WHAT YOU NEED TO DO: Reproduce the listing verbatim through the line with "pub struct MemberAddress".
*** RECORDS ***
use std::fmt;
use std::hash::{Hash, Hasher};
use std::sync::Arc;

use once_cell::sync::OnceCell;

use crate::address::NodeAddress;
use crate::catalog::{MemberDescriptor, TypeCatalog};
use crate::error::{ImlError, Position, Result};

/// A member of the node at `address`, resolved against the catalog on first
/// use. Identity is (address, name).
#[derive(Debug, Clone)]
pub struct MemberAddress {
    address: NodeAddress,
    name: String,
    member: OnceCell<Option<Arc<MemberDescriptor>>>,
}

impl MemberAddress {
    pub fn new(address: NodeAddress, name: impl Into<String>) -> Self {
        Self { address, name: name.into(), member: OnceCell::new() }
    }

    pub fn address(&self) -> &NodeAddress {
        &self.address
    }

    pub fn name(&self) -> &str {
        &self.name
    }

    /// The member lives on the enclosing template root, found at runtime.
    pub fn is_template_binding(&self) -> bool {
        self.address.is_empty()
    }

    /// Member descriptor with extension fallback. Always `None` for a template
    /// binding, whose type is unknown until runtime.
    pub fn resolve(&self, catalog: &TypeCatalog) -> Option<&Arc<MemberDescriptor>> {
        self.member
            .get_or_init(|| {
                let ty = self.address.node_type()?;
                catalog.find_member(ty, &self.name)
            })
            .as_ref()
    }

    /// Like [`resolve`](Self::resolve) but fails with `MemberNotFound` for a
    /// static address whose type lacks the member.
    pub fn require(&self, catalog: &TypeCatalog, at: Position) -> Result<Option<&Arc<MemberDescriptor>>> {
        if self.is_template_binding() {
            return Ok(None);
        }
        match self.resolve(catalog) {
            Some(m) => Ok(Some(m)),
            None => Err(ImlError::MemberNotFound {
                ty: self.address.node_type().map(|t| t.name.clone()).unwrap_or_default(),
                member: self.name.clone(),
                expected: "member",
                at,
            }),
        }
    }
}

impl PartialEq for MemberAddress {
    fn eq(&self, other: &Self) -> bool {
        self.address == other.address && self.name == other.name
    }
}

impl Eq for MemberAddress {}

impl Hash for MemberAddress {
    fn hash<H: Hasher>(&self, state: &mut H) {
        self.address.hash(state);
        self.name.hash(state);
    }
}

impl fmt::Display for MemberAddress {
    fn fmt(&self, f: &mut fmt::Formatter<'_>) -> fmt::Result {
        write!(f, "{}:{}", self.address, self.name)
    }
}

#[cfg(test)]
mod tests {
    use super::*;
    use crate::address::Node;
    use crate::catalog::{Capability, TypeDescriptor};
    use crate::value::ValueKind;

    fn catalog() -> TypeCatalog {
        TypeCatalog::new()
            .with_type(TypeDescriptor::new("Label", Capability::Leaf).property("Text", ValueKind::Str, ""))
            .with_extension("Label", MemberDescriptor::method("Blink", ""))
    }

    fn label_address(c: &TypeCatalog) -> NodeAddress {
        NodeAddress::new(vec![Node::new(c.resolve("Label").unwrap(), 0)])
    }

    #[test]
    fn resolves_declared_and_extension_members() {
        let c = catalog();
        assert!(MemberAddress::new(label_address(&c), "Text").resolve(&c).is_some());
        assert!(MemberAddress::new(label_address(&c), "Blink").resolve(&c).unwrap().is_method());
    }

    #[test]
    fn missing_member_is_an_error() {
        let c = catalog();
        let e = MemberAddress::new(label_address(&c), "Nope")
            .require(&c, Position::default())
            .unwrap_err();
        assert!(matches!(e, ImlError::MemberNotFound { ref member, .. } if member == "Nope"));
    }

    #[test]
    fn template_binding_skips_static_check() {
        let c = catalog();
        let m = MemberAddress::new(NodeAddress::empty(), "Anything");
        assert!(m.is_template_binding());
        assert!(m.require(&c, Position::default()).unwrap().is_none());
    }

    #[test]
    fn identity_ignores_resolution_state() {
        let c = catalog();
        let a = MemberAddress::new(label_address(&c), "Text");
        let b = MemberAddress::new(label_address(&c), "Text");
        a.resolve(&c);
        assert_eq!(a, b);
    }
}
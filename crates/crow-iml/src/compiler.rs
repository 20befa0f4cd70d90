//! Markup → [`Instantiator`].
//!
//! The compiler makes a single pass over the reader's events. Each element
//! gets a slot and a [`NodeAddress`]; literal attributes become `SetLiteral`
//! ops on the spot, while bindings and handlers that refer to named elements
//! go through the [`Registry`] and are turned into wiring ops once the whole
//! document has been read.

use std::io::Read;
use std::sync::Arc;

use indexmap::IndexMap;
use log::debug;

use crate::address::{NodeAddress, NodeStack};
use crate::catalog::{AttachKind, MemberKind, TypeCatalog, TypeDescriptor, TypeRef};
use crate::error::{ImlError, Position, Result};
use crate::expr::{self, AssignValue, BindingPath, Expression, Hops};
use crate::instantiator::{Endpoint, Follower, Instantiator, Op, Origin, Route, Setter, SetterValue, Slot};
use crate::member::MemberAddress;
use crate::reader::{Attribute, Event, Reader};
use crate::registry::{BindingDefinition, EventBinding, NameResolution, Registry};
use crate::value::ValueKind;

/// Data type of item templates that do not declare one.
pub const DEFAULT_DATA_TYPE: &str = "default";

// ── Options ───────────────────────────────────────────────────────────────

#[derive(Debug, Clone, Default)]
pub struct CompileOptions {
    pub name_resolution: NameResolution,
    /// Reported in logs and kept on the instantiator.
    pub source_path: Option<String>,
}

impl CompileOptions {
    pub fn new() -> Self {
        Self::default()
    }

    pub fn name_resolution(mut self, mode: NameResolution) -> Self {
        self.name_resolution = mode;
        self
    }

    pub fn source_path(mut self, path: impl Into<String>) -> Self {
        self.source_path = Some(path.into());
        self
    }
}

// ── Compiler ──────────────────────────────────────────────────────────────

pub struct Compiler {
    catalog: Arc<TypeCatalog>,
    options: CompileOptions,
}
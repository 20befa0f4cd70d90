//! Text rendering of a live widget tree.
//!
//! ```text
//! Container #0
//!   Label #1 Name="L" Text="hello"
//!   Button #2 Clicked(1)
//! ```
//!
//! Only members that differ from the type's initial value are listed.
//! Template roots are prefixed with `template:`, templated items with `item:`.

use std::fmt::Write;

use crow_iml::{AttachKind, Runtime, Value};

use crate::element::Element;
use crate::runtime::UiRuntime;

pub fn dump(rt: &UiRuntime, root: Element) -> String {
    let mut out = String::new();
    node(rt, root, None, 0, &mut out);
    out
}

fn node(rt: &UiRuntime, e: Element, kind: Option<AttachKind>, depth: usize, out: &mut String) {
    let prefix = match kind {
        Some(AttachKind::SetTemplateRoot) => "template: ",
        Some(AttachKind::AppendTemplatedItem) => "item: ",
        _ => "",
    };
    let _ = write!(out, "{:indent$}{prefix}{} {e}", "", rt.type_name(&e), indent = depth * 2);
    for (name, value) in rt.changed_values(e) {
        match value {
            Value::Str(s) => {
                let _ = write!(out, " {name}={s:?}");
            }
            v => {
                let _ = write!(out, " {name}={v}");
            }
        }
    }
    let mut events: Vec<(String, usize)> = Vec::new();
    for event in rt.event_names(e) {
        match events.iter_mut().find(|(n, _)| *n == event) {
            Some((_, count)) => *count += 1,
            None => events.push((event, 1)),
        }
    }
    for (event, count) in events {
        let _ = write!(out, " {event}({count})");
    }
    out.push('\n');
    for (kind, child) in rt.attached(e) {
        node(rt, child, Some(kind), depth + 1, out);
    }
}
use crow_iml::{Capability, TypeDescriptor, ValueKind};

pub(crate) fn descriptors() -> Vec<TypeDescriptor> {
    vec![
        TypeDescriptor::new("Button", Capability::Leaf)
            .base("Widget")
            .doc("A clickable widget.")
            .content("Text")
            .property("Text", ValueKind::Str, "Caption.")
            .property("CornerRadius", ValueKind::Float, "Rounding of the background.")
            .property("HoverBackground", ValueKind::Color, "Background while hovered.")
            .property("PressBackground", ValueKind::Color, "Background while pressed.")
            .event("Clicked", "EventHandler", "Raised when the button is pressed and released."),
    ]
}
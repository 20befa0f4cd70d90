use crow_iml::{Capability, TypeDescriptor, Value, ValueKind};

use crate::runtime::UiRuntime;
use crate::widgets::flip;

pub(crate) fn descriptors() -> Vec<TypeDescriptor> {
    vec![
        TypeDescriptor::new("Expander", Capability::TemplatedContainer)
            .base("Widget")
            .doc("A captioned section whose content can be collapsed. The template draws the header.")
            .property("Caption", ValueKind::Str, "Header text.")
            .property_default("IsExpanded", ValueKind::Bool, Value::Bool(true), "Whether the content is shown.")
            .event("Expanded", "EventHandler", "Raised after `Toggle()`.")
            .method("Toggle", "Flips `IsExpanded` and raises `Expanded`."),
        TypeDescriptor::new("ListBox", Capability::TemplatedGroup)
            .base("Widget")
            .doc("A list of rows built from item templates, one per data item.")
            .property_default("SelectedIndex", ValueKind::Int, Value::Int(-1), "Selected row; -1 for none.")
            .event("SelectionChanged", "EventHandler", "Raised when `SelectedIndex` changes."),
    ]
}

pub(crate) fn install(rt: &UiRuntime) {
    rt.register_method("Expander", "Toggle", |rt, target, _| {
        flip(rt, target, "IsExpanded");
        rt.raise(target, "Expanded");
    });
}
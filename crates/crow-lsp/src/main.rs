//! `crow-lsp`: language server for Crow markup, speaking LSP over stdio.
//!
//! Editors start it with no arguments. `crow-lsp --version` prints the
//! version and the number of element types it knows.

use tower_lsp::{LspService, Server};

mod analysis;
mod backend;
mod knowledge;

#[tokio::main]
async fn main() {
    // built before the first request arrives
    let catalog = knowledge::catalog();

    if std::env::args().skip(1).any(|a| a == "--version" || a == "-V") {
        println!("crow-lsp {} ({} element types)", env!("CARGO_PKG_VERSION"), catalog.types().count());
        return;
    }

    let (service, socket) = LspService::new(backend::Backend::new);
    Server::new(tokio::io::stdin(), tokio::io::stdout(), socket)
        .serve(service)
        .await;
}
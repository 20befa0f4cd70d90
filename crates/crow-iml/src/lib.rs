//! Compiler for **Crow markup** (`.iml`).
//!
//! A document is compiled once into an [`Instantiator`]: an immutable plan
//! that builds a fresh object tree, with its bindings and event handlers
//! wired, every time it is invoked. The compiler knows nothing about any
//! concrete widget tree; types come from a [`TypeCatalog`] and objects are
//! created through a [`Runtime`] implementation.
//!
//! # Structure
//!
//! | Module | Contents |
//! |--------|----------|
//! | [`reader`] | `Reader`, `Event`: pull reader over the markup |
//! | [`catalog`] | `TypeCatalog`, `TypeDescriptor`, `MemberDescriptor`, `Capability` |
//! | [`address`] | `Node`, `NodeAddress`, `NamedNodeAddress`, `NodeStack` |
//! | [`member`] | `MemberAddress` |
//! | [`expr`] | binding expression parser |
//! | [`registry`] | binding registry and name resolver |
//! | [`compiler`] | `Compiler`, `CompileOptions` |
//! | [`instantiator`] | `Instantiator`, `Op`, `InstantiationContext` |
//! | [`runtime`] | the `Runtime` trait |
//! | [`value`] | `Value`, `ValueKind` |
//! | [`error`] | `ImlError`, `Position` |
//!
//! # Quick start
//!
//! ```rust
//! use std::sync::Arc;
//! use crow_iml::{Capability, Compiler, TypeCatalog, TypeDescriptor, ValueKind};
//!
//! let catalog = TypeCatalog::new()
//!     .with_type(TypeDescriptor::new("Column", Capability::Group))
//!     .with_type(TypeDescriptor::new("Label", Capability::Leaf).property("Text", ValueKind::Str, ""));
//!
//! let inst = Compiler::new(Arc::new(catalog))
//!     .compile_str(r#"<Column><Label Text="hello"/></Column>"#)
//!     .unwrap();
//! assert_eq!(inst.root_type().name, "Column");
//! ```

pub mod address;
pub mod catalog;
pub mod compiler;
pub mod error;
pub mod expr;
pub mod instantiator;
pub mod member;
pub mod reader;
pub mod registry;
pub mod runtime;
pub mod value;

#[cfg(test)]
mod testing;

use std::sync::Arc;

pub use address::{NamedNodeAddress, Node, NodeAddress, NodeStack};
pub use catalog::{
    AttachKind, Capability, MemberDescriptor, MemberKind, MemberOrigin, TypeCatalog, TypeDescriptor, TypeRef,
    Visibility,
};
pub use compiler::{CompileOptions, Compiler, DEFAULT_DATA_TYPE};
pub use error::{ImlError, Position, Result};
pub use instantiator::{InstantiationContext, Instantiator, Op, Owner, TemplateSource};
pub use member::MemberAddress;
pub use registry::NameResolution;
pub use runtime::{ChangeHandler, HandlerFn, Runtime};
pub use value::{Value, ValueKind};

/// Compiles `src` against `catalog` with default options.
pub fn compile_str(catalog: Arc<TypeCatalog>, src: &str) -> Result<Instantiator> {
    Compiler::new(catalog).compile_str(src)
}
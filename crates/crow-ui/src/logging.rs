//! Logger initialization for binaries built on Crow.
//!
//! Libraries in the workspace only use the `log` facade; whoever owns `main`
//! calls [`init_logging`] once.

use std::sync::Once;

/// Logger configuration.
///
/// `env_filter` follows the `env_logger` filter syntax (e.g. "info", "warn",
/// "crow_iml=debug,crow_ui=trace").
///
/// `write_style` controls ANSI coloring behavior.
#[derive(Debug, Clone)]
pub struct LoggingConfig {
    pub env_filter: Option<String>,
    pub write_style: env_logger::WriteStyle,
}

impl LoggingConfig {
    pub fn with_filter(mut self, filter: impl Into<String>) -> Self {
        self.env_filter = Some(filter.into());
        self
    }
}

impl Default for LoggingConfig {
    fn default() -> Self {
        Self { env_filter: None, write_style: env_logger::WriteStyle::Auto }
    }
}

static INIT: Once = Once::new();

/// Initializes the global logger once; later calls are ignored.
///
/// Filter precedence: `config.env_filter`, then `RUST_LOG`, then `info`.
pub fn init_logging(config: LoggingConfig) {
    INIT.call_once(|| {
        let mut builder = env_logger::Builder::new();

        if let Some(filter) = config.env_filter {
            builder.parse_filters(&filter);
        } else if let Ok(filter) = std::env::var("RUST_LOG") {
            builder.parse_filters(&filter);
        } else {
            builder.filter_level(log::LevelFilter::Info);
        }

        builder.write_style(config.write_style);
        // stderr keeps stdout free for tree dumps
        builder.target(env_logger::Target::Stderr);
        // another logger may already be installed by the embedding program
        if builder.try_init().is_err() {
            return;
        }

        log::debug!("logging initialized");
    });
}
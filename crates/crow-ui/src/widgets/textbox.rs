use crow_iml::{Capability, Runtime, TypeDescriptor, Value, ValueKind};

use crate::runtime::UiRuntime;

pub(crate) fn descriptors() -> Vec<TypeDescriptor> {
    vec![
        TypeDescriptor::new("TextBox", Capability::Leaf)
            .base("Widget")
            .doc("Single-line editable text.")
            .property("Text", ValueKind::Str, "Current contents.")
            .property("Placeholder", ValueKind::Str, "Shown while `Text` is empty.")
            .property("IsReadOnly", ValueKind::Bool, "Rejects edits.")
            .event("TextChanged", "EventHandler", "Raised after an edit.")
            .method("Clear", "Empties `Text`."),
    ]
}

pub(crate) fn install(rt: &UiRuntime) {
    rt.register_method("TextBox", "Clear", |rt, target, _| {
        if rt.value(target, "IsReadOnly") == Value::Bool(true) {
            return;
        }
        rt.set_member_value(&target, "Text", Value::Str(String::new()));
        rt.raise(target, "TextChanged");
    });
}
*** End of RECORDS ***
COMPLETED EXERCISE:
use std::fmt;
use std::hash::{Hash, Hasher};
use std::sync::Arc;

use once_cell::sync::OnceCell;

use crate::address::NodeAddress;
use crate::catalog::{MemberDescriptor, TypeCatalog};
use crate::error::{ImlError, Position, Result};

/// A member of the node at `address`, resolved against the catalog on first
/// use. Identity is (address, name).
#[derive(Debug, Clone)]
pub struct MemberAddress {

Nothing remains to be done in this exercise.